▶ _TRY IT_
Of all the lines below, output only those starting at the one with "filename crates/shape_canvas/src/io.rs" and ending at the one with "previously drawn shape", both ends included, exactly as written.

[Start of section]

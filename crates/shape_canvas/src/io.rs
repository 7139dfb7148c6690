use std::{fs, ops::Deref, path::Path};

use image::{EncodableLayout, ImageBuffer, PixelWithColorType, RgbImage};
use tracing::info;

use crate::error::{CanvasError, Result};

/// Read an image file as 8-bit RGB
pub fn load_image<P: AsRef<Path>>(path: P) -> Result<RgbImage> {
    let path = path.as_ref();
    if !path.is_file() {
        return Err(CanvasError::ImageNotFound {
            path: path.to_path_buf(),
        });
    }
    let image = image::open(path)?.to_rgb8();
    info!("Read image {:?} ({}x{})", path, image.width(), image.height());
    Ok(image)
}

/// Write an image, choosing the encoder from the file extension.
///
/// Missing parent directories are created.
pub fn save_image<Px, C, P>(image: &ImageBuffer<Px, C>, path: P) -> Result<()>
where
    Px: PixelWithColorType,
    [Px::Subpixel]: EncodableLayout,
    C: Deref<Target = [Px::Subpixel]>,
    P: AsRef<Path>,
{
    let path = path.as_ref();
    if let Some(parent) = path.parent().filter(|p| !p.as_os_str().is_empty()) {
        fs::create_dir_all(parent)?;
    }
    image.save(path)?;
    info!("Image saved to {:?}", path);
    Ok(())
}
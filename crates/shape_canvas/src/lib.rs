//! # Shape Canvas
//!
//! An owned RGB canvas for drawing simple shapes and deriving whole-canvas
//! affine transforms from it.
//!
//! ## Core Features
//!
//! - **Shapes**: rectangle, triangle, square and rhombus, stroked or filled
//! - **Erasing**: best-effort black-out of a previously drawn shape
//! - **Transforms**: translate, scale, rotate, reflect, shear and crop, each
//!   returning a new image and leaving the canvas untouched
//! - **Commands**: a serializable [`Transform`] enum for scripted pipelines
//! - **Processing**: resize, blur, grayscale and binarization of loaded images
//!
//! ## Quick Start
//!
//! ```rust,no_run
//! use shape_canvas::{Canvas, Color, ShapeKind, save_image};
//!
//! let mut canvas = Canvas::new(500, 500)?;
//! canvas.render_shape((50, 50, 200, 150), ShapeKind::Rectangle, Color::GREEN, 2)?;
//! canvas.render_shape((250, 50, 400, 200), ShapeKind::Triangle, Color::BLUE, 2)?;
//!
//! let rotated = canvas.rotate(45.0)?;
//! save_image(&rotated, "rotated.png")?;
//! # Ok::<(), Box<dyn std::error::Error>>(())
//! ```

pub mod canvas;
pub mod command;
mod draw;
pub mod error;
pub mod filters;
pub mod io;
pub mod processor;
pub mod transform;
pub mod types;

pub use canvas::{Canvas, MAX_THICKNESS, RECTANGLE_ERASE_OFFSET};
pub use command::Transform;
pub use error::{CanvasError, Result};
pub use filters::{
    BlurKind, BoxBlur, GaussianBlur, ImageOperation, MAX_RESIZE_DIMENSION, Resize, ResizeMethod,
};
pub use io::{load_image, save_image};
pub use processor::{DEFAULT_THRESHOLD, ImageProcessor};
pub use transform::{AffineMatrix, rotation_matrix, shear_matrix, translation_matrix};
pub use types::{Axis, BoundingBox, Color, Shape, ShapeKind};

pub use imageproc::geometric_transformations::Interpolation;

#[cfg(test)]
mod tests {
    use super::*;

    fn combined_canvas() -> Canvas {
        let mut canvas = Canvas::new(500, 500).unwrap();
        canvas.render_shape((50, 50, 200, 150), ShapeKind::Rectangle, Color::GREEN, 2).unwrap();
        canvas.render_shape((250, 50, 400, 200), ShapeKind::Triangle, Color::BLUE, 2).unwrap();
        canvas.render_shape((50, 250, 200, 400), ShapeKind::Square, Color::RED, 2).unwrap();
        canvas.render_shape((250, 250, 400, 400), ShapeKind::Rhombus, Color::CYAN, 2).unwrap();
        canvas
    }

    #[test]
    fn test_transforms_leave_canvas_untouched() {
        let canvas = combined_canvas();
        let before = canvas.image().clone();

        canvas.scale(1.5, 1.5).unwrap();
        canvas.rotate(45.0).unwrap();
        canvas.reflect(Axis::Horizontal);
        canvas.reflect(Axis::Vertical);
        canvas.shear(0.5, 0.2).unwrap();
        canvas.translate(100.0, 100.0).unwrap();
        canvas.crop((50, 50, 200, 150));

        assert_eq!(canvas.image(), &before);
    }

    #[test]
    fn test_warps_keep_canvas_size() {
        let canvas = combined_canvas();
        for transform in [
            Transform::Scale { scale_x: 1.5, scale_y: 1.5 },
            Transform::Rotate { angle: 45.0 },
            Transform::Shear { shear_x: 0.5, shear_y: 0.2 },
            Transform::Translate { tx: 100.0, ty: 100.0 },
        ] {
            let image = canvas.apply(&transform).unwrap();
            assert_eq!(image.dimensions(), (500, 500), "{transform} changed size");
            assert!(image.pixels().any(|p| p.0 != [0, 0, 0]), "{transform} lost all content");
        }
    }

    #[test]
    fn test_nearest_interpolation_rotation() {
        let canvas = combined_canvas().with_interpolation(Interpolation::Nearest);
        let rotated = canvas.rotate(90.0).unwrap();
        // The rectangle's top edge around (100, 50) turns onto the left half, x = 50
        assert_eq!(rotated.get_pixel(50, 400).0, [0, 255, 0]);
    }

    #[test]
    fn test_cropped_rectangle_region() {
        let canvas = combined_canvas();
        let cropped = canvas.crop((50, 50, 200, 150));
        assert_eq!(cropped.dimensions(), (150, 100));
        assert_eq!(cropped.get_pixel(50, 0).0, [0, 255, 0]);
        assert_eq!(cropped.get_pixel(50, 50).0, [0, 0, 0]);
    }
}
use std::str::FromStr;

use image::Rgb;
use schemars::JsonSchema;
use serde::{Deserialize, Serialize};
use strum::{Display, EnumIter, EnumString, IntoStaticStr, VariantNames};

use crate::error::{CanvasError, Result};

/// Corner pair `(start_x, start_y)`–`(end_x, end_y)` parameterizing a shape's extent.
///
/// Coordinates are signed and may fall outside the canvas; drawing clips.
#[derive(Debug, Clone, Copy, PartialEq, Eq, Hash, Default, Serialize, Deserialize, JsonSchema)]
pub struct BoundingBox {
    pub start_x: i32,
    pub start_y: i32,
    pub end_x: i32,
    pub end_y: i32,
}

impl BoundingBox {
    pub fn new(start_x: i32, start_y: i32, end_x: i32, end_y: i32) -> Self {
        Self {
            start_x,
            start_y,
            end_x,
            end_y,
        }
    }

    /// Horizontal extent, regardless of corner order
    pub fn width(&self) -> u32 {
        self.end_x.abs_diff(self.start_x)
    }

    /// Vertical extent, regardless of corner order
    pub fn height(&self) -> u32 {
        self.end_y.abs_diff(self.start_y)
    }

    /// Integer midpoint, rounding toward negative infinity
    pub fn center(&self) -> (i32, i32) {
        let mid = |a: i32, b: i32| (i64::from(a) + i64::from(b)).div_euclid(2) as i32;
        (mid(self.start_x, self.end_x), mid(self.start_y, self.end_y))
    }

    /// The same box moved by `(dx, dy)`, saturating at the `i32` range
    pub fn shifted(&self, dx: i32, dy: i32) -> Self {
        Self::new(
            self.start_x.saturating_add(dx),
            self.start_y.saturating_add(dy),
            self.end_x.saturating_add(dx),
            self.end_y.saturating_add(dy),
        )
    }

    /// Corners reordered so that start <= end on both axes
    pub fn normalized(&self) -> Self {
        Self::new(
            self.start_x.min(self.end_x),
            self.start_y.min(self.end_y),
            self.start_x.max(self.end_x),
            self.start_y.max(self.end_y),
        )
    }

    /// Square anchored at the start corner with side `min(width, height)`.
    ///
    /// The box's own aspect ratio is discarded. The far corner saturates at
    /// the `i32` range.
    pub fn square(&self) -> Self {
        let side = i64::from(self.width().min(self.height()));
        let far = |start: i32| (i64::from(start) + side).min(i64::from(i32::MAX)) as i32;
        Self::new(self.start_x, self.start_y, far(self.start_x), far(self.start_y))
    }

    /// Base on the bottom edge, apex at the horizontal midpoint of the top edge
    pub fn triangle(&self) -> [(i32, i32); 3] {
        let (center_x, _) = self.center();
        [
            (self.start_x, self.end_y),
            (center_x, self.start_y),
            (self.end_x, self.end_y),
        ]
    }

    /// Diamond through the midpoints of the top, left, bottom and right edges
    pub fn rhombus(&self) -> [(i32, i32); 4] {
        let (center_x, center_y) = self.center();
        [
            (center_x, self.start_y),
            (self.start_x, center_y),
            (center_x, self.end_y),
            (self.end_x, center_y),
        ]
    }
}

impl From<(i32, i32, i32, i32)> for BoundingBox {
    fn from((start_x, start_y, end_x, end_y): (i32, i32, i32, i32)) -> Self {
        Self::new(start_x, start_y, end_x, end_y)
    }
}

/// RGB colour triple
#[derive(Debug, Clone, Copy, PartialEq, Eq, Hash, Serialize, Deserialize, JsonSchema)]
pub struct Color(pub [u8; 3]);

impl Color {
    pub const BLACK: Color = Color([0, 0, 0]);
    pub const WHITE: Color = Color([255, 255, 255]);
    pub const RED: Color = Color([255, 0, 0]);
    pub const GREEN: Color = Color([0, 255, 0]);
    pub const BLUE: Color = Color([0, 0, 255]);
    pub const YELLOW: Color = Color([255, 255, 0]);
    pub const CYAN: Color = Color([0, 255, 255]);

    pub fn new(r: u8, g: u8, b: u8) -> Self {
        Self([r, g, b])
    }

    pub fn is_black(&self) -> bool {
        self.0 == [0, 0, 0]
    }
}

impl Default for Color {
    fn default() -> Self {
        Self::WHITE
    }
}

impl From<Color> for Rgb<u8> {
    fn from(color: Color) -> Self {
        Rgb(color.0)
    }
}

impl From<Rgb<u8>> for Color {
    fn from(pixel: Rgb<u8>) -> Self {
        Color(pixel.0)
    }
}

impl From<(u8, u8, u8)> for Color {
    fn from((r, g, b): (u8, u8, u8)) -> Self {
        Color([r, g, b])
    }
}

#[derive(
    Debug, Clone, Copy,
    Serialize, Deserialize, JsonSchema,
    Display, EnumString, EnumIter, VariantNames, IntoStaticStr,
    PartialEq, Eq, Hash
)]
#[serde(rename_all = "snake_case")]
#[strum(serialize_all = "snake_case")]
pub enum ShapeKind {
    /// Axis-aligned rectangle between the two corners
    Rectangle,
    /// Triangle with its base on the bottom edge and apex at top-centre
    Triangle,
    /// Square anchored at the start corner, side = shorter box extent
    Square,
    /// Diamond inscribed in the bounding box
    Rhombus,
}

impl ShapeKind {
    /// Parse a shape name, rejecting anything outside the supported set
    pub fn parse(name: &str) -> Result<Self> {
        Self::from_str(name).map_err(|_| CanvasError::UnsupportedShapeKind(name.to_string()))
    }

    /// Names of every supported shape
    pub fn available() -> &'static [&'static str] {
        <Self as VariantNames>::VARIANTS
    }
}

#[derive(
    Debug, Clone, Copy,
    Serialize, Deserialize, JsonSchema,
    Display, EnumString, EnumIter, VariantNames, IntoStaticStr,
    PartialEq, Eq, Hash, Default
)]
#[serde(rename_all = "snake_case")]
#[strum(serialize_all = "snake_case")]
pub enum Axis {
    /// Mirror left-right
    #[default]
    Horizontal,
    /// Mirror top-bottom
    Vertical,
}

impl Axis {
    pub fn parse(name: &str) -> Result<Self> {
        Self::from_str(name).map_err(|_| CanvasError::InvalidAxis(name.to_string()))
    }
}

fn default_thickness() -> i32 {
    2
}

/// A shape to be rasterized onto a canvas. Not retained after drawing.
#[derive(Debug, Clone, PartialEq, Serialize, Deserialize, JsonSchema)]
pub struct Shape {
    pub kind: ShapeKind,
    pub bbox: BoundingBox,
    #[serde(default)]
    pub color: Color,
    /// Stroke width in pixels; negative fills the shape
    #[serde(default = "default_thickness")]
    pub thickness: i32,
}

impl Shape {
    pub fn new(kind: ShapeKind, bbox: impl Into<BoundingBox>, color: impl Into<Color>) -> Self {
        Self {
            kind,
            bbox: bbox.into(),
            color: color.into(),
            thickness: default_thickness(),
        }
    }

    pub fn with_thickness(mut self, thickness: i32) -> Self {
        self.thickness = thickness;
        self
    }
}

[End of section]
[Start of section]

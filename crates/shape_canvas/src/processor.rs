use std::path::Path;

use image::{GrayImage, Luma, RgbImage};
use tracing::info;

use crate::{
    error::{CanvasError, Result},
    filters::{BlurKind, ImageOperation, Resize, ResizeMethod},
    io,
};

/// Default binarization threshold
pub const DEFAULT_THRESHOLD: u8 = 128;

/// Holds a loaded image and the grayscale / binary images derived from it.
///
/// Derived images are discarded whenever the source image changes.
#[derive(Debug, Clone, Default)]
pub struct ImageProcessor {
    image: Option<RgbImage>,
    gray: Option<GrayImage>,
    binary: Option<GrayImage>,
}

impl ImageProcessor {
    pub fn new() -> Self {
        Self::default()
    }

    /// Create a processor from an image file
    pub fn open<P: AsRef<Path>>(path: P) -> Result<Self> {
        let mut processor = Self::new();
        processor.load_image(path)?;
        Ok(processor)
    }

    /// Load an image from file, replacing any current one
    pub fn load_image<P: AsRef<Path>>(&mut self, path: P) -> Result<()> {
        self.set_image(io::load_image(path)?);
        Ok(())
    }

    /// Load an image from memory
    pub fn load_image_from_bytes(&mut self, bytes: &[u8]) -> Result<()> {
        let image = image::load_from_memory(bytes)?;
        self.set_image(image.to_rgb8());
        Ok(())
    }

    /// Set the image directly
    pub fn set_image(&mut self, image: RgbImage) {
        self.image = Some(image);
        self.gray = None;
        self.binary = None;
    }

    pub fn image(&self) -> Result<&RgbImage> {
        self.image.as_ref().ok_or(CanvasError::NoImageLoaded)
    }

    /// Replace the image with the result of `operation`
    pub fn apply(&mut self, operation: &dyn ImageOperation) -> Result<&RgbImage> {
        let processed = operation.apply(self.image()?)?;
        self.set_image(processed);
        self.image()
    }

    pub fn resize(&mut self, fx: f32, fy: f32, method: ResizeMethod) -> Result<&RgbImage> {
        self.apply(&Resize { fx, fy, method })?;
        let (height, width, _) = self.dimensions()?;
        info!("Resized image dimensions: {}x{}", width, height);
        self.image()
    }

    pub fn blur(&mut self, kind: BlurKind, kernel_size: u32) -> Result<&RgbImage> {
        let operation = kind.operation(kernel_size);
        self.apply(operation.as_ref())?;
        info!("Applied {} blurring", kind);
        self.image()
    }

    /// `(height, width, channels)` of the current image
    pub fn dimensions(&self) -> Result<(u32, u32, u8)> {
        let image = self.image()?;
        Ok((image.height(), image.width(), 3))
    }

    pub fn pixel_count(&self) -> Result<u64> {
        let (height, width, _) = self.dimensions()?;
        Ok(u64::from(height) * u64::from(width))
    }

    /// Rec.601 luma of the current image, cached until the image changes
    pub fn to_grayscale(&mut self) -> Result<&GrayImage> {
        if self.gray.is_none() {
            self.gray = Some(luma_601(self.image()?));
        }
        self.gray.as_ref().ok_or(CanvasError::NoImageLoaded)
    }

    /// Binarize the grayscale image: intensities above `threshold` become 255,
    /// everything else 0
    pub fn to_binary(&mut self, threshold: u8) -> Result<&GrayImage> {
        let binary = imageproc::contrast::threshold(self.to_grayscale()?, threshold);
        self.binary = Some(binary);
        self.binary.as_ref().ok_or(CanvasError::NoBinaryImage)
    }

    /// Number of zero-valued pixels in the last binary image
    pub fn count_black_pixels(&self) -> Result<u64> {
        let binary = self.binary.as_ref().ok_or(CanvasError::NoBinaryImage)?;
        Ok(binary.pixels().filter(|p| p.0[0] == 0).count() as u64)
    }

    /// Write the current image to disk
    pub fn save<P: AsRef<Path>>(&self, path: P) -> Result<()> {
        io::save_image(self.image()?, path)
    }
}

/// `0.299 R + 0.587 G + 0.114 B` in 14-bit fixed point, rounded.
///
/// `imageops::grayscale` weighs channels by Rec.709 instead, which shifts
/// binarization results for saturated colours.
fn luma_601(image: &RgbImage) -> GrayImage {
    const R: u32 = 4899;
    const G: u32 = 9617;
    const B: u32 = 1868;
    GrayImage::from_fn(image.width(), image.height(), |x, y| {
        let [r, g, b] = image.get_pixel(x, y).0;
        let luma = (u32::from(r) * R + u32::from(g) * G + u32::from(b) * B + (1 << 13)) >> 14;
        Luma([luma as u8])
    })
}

[End of section]

▶ _TASK SOLUTION_
filename crates/shape_canvas/src/io.rs
repository 7139dfb7148c6690
use std::{fs, ops::Deref, path::Path};

use image::{EncodableLayout, ImageBuffer, PixelWithColorType, RgbImage};
use tracing::info;

use crate::error::{CanvasError, Result};

/// Read an image file as 8-bit RGB
pub fn load_image<P: AsRef<Path>>(path: P) -> Result<RgbImage> {
    let path = path.as_ref();
    if !path.is_file() {
        return Err(CanvasError::ImageNotFound {
            path: path.to_path_buf(),
        });
    }
    let image = image::open(path)?.to_rgb8();
    info!("Read image {:?} ({}x{})", path, image.width(), image.height());
    Ok(image)
}

/// Write an image, choosing the encoder from the file extension.
///
/// Missing parent directories are created.
pub fn save_image<Px, C, P>(image: &ImageBuffer<Px, C>, path: P) -> Result<()>
where
    Px: PixelWithColorType,
    [Px::Subpixel]: EncodableLayout,
    C: Deref<Target = [Px::Subpixel]>,
    P: AsRef<Path>,
{
    let path = path.as_ref();
    if let Some(parent) = path.parent().filter(|p| !p.as_os_str().is_empty()) {
        fs::create_dir_all(parent)?;
    }
    image.save(path)?;
    info!("Image saved to {:?}", path);
    Ok(())
}
filename crates/shape_canvas/src/lib.rs
//! # Shape Canvas
//!
//! An owned RGB canvas for drawing simple shapes and deriving whole-canvas
//! affine transforms from it.
//!
//! ## Core Features
//!
//! - **Shapes**: rectangle, triangle, square and rhombus, stroked or filled
//! - **Erasing**: best-effort black-out of a previously drawn shape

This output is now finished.